Adding to that worry: On May 5, the Supreme Court surprised some when it ruled in favor of allowing a town board in Greece, New York, open its meetings with a prayer that is specific to a particular religion, usually Christianity.
“To hold that invocations must be nonsectarian would force the legislatures that sponsor prayers and the courts that are asked to decide these cases to act as supervisors and censors of religious speech, a rule that would involve government in religious matters to a far greater degree than is the case under the town’s current practice of neither editing or approving prayers in advance nor criticizing their content after the fact,” wrote Justice Anthony Kennedy for a 5 to 4 majority in Town of Greece v. Galloway.

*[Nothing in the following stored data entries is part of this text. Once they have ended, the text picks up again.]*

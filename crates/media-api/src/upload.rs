//! Streaming a local file to a pre-authorised upload target.
//!
//! The platform hands out a short-lived target URL per media item
//! (`media_upload_get`); the wire protocol beyond "send the bytes there"
//! belongs to the target. No retries and no partial-application guarantee:
//! unless success is observed, assume nothing was stored.

use std::path::Path;

use chrono::Utc;
use thiserror::Error;
use tokio_util::io::ReaderStream;
use tracing::{error, info};

use crate::resources::MediaUpload;

#[derive(Debug, Error)]
pub enum UploadError {
    /// The target expired before we started sending. Fetch a fresh one.
    #[error("upload target expired at {0}")]
    Expired(chrono::DateTime<Utc>),

    #[error(transparent)]
    Io(#[from] std::io::Error),

    #[error(transparent)]
    Transport(#[from] reqwest::Error),

    /// The target answered with a non-success status.
    #[error("upload rejected with status {0}")]
    Rejected(reqwest::StatusCode),
}

/// Stream `path` to the upload target.
pub async fn send_file(upload: &MediaUpload, path: &Path) -> Result<(), UploadError> {
    if upload.expires_at <= Utc::now() {
        return Err(UploadError::Expired(upload.expires_at));
    }

    let file = tokio::fs::File::open(path).await?;
    let length = file.metadata().await?.len();
    let stream = ReaderStream::new(file);

    let client = reqwest::Client::new();
    let response = client
        .put(&upload.url)
        .header(reqwest::header::CONTENT_LENGTH, length)
        .header(reqwest::header::CONTENT_TYPE, "application/octet-stream")
        .body(reqwest::Body::wrap_stream(stream))
        .send()
        .await?;

    let status = response.status();
    if !status.is_success() {
        error!("upload rejected: {} from {}", status, upload.url);
        return Err(UploadError::Rejected(status));
    }

    info!("uploaded {} ({} bytes)", path.display(), length);
    Ok(())
}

Other decisions LGBT legal activists will likely be watching for in the next few weeks include:
National Labor Relations Board v. Noel Canning. The case involves the president’s right to make appointments during Congresssional recess – a tool President Obama has used to get a number of openly gay people into positions. He used it to get lesbian legal activist Chai Feldblum cleared onto the Equal Emloyment Opportunity Commission and to install gay nominee Richard Sorian as assistant secretary for public affairs at the Department of Health and Human Services.
McCullen v. Coakley. The Gay & Lesbian Advocates & Defenders, the National Gay and Lesbian Task Force, and the National Center for Lesbian Rights both signed onto a friend-of-the-court brief in support of a Massachusetts that attempts to protect the safety of women seeking abortions by creating a 35-foot setback for any protest outside such facilities.
Riley v. California. No LGBT group filed a brief in this case, but the gay friendly American Library Association did, arguing that police should not have a right to search a person’s smartphone contents without a warrant, incident to an arrest. Noting that smartphone users store sensitive personal data about themselves and their interests on their smartphones, the ALA brief said, “Smartphones are personal computers in every sense of the word: if every arrest of a person with a smartphone … allows police officers to rummage painstakingly and intrusively through the contents of personal libraries, the loss of constitutionally protected privacy will be great indeed.”